Why did the Woolwich killing happen? Less than a week on, the debate has swiftly moved on to the issue of preventative measures, with Theresa May proposing new internet controls and the banning of groups preaching hate.
Yet anyone who dares to use the words western foreign policy in this context is bound to be speedily shut up by the likes of Paxman and co. This isnt because they have never heard of drones and Guantánamo. They are surely aware of the countless thousands of innocent civilians dispatched to their graves by western operations in the Arab world, for whom there are no floral tributes piled on the London pavements. It is rather because they imagine, in their muddled way, that to explain an event is to excuse it. Those who point to the dead of Iraq and Afghanistan are surely doing so as a devious way of justifying the slaughter of a young soldier outside his barracks.
Do they also think this about the crimes of Hitler or Stalin? Are they really suggesting that historians who delve into the origins of fascism are secret Nazi sympathisers, or that to lay bare the causes of the Gulag is to exonerate its architects? The problem for these commentators is that if an event can be explained, it must be rationally motivated, and that sounds uncomfortably close to endorsing it. To call an action rational, however, is by no means to justify it. Bringing western economies to their knees a few years ago was part of a perfectly rational project on the part of the banks. It sprang from a drive to increase their profits, a motive about which there is nothing in the least insane or impenetrable.
On this logic, the best way not to sound as though you are in favour of murdering soldiers on the streets of London is to see such events as utterly without rhyme or reason, like some baffling Dadaist happening. To concede that they have a motive, however malign, is to invest them with a dignity one feels the need to deny them. British intelligence, one assumes, was well aware some years ago that the IRA had rational grounds for its actions, however reprehensible it may have judged them. They werent just killing out of boredom or bloodlust. The popular press, however, preferred to present guerrillas as gorillas – as psychopaths and wild beasts whose actions were simply unintelligible.
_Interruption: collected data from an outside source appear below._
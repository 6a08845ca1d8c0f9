use std::env::current_exe;
use std::path::PathBuf;
use std::sync::Arc;
use std::sync::Mutex;
use directories_next::ProjectDirs;
use tokio::fs::File;
use tokio::io::{AsyncReadExt, AsyncSeekExt, AsyncWriteExt};
use serde_json;
use fd_lock::{RwLock, RwLockWriteGuard};
use std::fs::OpenOptions;
use std::str;
use log::{debug, info, warn};

use crate::config::types::Config;
use crate::error::ConfigError;

const CONFIG_FILE_NAME: &str = "dexradio-remote.json";

// a dexradio-remote.json next to the executable wins over the per-user config, so the remote can
// run from a usb stick
fn get_portable_config_path() -> Option<PathBuf> {
    match current_exe() {
        Ok(path) => path.parent().map(|dir| dir.join(CONFIG_FILE_NAME)),
        Err(err) => {
            warn!("Failed to get current exe path: {:?}", err);
            None
        },
    }
}

// %AppData%\dexaudio\dexradio-remote\config on windows, ~/.config/dexradio-remote on linux
fn get_local_config_path() -> Option<PathBuf> {
    ProjectDirs::from("com", "dexaudio", "dexradio-remote").map(|dirs| {
        dirs.config_dir().join(CONFIG_FILE_NAME)
    })
}

fn get_config_path() -> Result<PathBuf, ConfigError> {
    if let Some(path) = get_portable_config_path() {
        match std::fs::metadata(&path) {
            Ok(attr) if attr.is_file() => return Ok(path),
            Ok(_) => {},
            Err(err) => {
                debug!("No portable config at {} ({:?})", path.to_string_lossy(), err.kind());
            },
        }
    }

    get_local_config_path().ok_or(ConfigError::NoConfigPath)
}

pub struct ConfigIOLocker {
    rw_lock: RwLock<std::fs::File>,
}

impl ConfigIOLocker {
    /// Only one remote may own the config (and the radio link) at a time.
    pub fn lock(&mut self) -> Result<RwLockWriteGuard<std::fs::File>, ConfigError> {
        self.rw_lock.try_write().map_err(|source| ConfigError::CanNotLock { source })
    }
}

struct ConfigIOInner {
    file: std::fs::File,
}

#[derive(Clone)]
pub struct ConfigIO {
    inner: Arc<Mutex<ConfigIOInner>>,
}

impl ConfigIO {
    pub fn new_sync() -> Result<Self, ConfigError> {
        let path = get_config_path()?;
        Self::open_sync(path)
    }

    pub fn open_sync(path: PathBuf) -> Result<Self, ConfigError> {
        info!("Using config file {}", path.to_string_lossy());

        if let Some(directory) = path.parent() {
            std::fs::create_dir_all(directory)?;
        }

        let file = OpenOptions::new()
            .read(true)
            .write(true)
            .truncate(false)
            .append(false)
            .create(true)
            .open(&path)?;

        let inner = ConfigIOInner { file };
        Ok(ConfigIO { inner: Arc::new(Mutex::new(inner)) })
    }

    pub fn locker(&mut self) -> Result<ConfigIOLocker, ConfigError> {
        let inner = self.inner.lock().expect("Failed to lock ConfigIO inner");

        Ok(ConfigIOLocker {
            rw_lock: RwLock::new(inner.file.try_clone()?),
        })
    }

    // The File returned from here should never be closed!
    fn get_file(&self) -> Result<File, ConfigError> {
        let inner = self.inner.lock().expect("Failed to lock ConfigIO inner");
        let file = inner.file.try_clone()?;
        Ok(File::from_std(file))
    }

    pub async fn read(&self) -> Result<Config, ConfigError> {
        let mut file = self.get_file()?;
        debug!("Reading config file");

        let mut content = vec![];
        file.rewind().await?;
        file.read_to_end(&mut content).await?;

        if content.iter().all(|byte| byte.is_ascii_whitespace()) {
            return Ok(Config::default());
        }

        let content = str::from_utf8(&content)?;

        let mut config: Config = serde_json::from_str(content)?;
        config.sanitize();
        Ok(config)
    }

    pub async fn save(&self, config: Config) -> Result<(), ConfigError> {
        let mut file = self.get_file()?;
        debug!("Saving config");

        let content = serde_json::to_string_pretty(&config)?;
        file.rewind().await?;
        file.set_len(0).await?;
        file.write_all(content.as_bytes()).await?;
        file.flush().await?;
        Ok(())
    }
}

#[cfg(test)]
mod tests {
    use super::*;

    fn temp_config_path(name: &str) -> PathBuf {
        std::env::temp_dir()
            .join(format!("dexradio-remote-test-{}-{}", name, std::process::id()))
            .join(CONFIG_FILE_NAME)
    }

    #[tokio::test]
    async fn test_empty_file_reads_defaults() {
        let path = temp_config_path("empty");
        let config_io = ConfigIO::open_sync(path.clone()).unwrap();
        assert_eq!(config_io.read().await.unwrap(), Config::default());
        let _ = std::fs::remove_dir_all(path.parent().unwrap());
    }

    #[tokio::test]
    async fn test_save_then_read() {
        let path = temp_config_path("save");
        let config_io = ConfigIO::open_sync(path.clone()).unwrap();

        let config = Config {
            device_name: "Attic".to_string(),
            buffer_size: Some(4096),
            ..Config::default()
        };
        config_io.save(config.clone()).await.unwrap();
        // a shorter document must not leave trailing bytes of the previous one
        config_io.save(Config { buffer_size: None, ..config.clone() }).await.unwrap();

        let read = config_io.read().await.unwrap();
        assert_eq!(read.device_name, "Attic");
        assert_eq!(read.buffer_size, None);
        let _ = std::fs::remove_dir_all(path.parent().unwrap());
    }

    #[test]
    fn test_second_lock_fails() {
        let path = temp_config_path("lock");
        let mut first = ConfigIO::open_sync(path.clone()).unwrap();
        let mut second = ConfigIO::open_sync(path.clone()).unwrap();

        let mut first_locker = first.locker().unwrap();
        let _guard = first_locker.lock().unwrap();

        let mut second_locker = second.locker().unwrap();
        assert!(matches!(second_locker.lock(), Err(ConfigError::CanNotLock { .. })));
        let _ = std::fs::remove_dir_all(path.parent().unwrap());
    }
}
There are at least two problems with this strategy. For one thing, if you deny your enemy any shred of rationality, you come perilously close to excusing him. To be bereft of reason, like a baby or a squirrel, is to be morally innocent. This is why barristers do not usually accuse those they are prosecuting of being dangerous lunatics. For another thing, you can kiss goodbye to any hope of victory over your foes. If they do things for no reason at all, it is hard to see how you can defeat them.
After the Boston bombing a few weeks ago, a CNN anchorman asked a so-called expert whether there was anything in the background of the alleged bombers that might help to explain their actions. Unsurprisingly, the expert didnt reply: Yes, there is, actually, its called western foreign policy. Instead, he jawed on about the possibility of early childhood trauma. If political motives are inadmissible then psychological ones will have to do instead. Maybe these two young Chechnyans were dropped on their heads as infants, or rudely yanked from the breast.
It is not true, as 19th-century liberals such as George Eliot and John Stuart Mill tended to believe, that to understand all is to forgive all. On the contrary, to place an action in its context may be to deepen the guilt of its perpetrators. Appeals to context are not always ways of letting people off the hook, a fact of which those who ritually protest that their racist or sexist words were taken out of context seem unaware. Invoking the injustice and humiliation inflicted by the west on the Muslim world will not do as grounds for murder. But neither will invoking the necessities of the so-called war on terror do as a justification for massacring the innocent.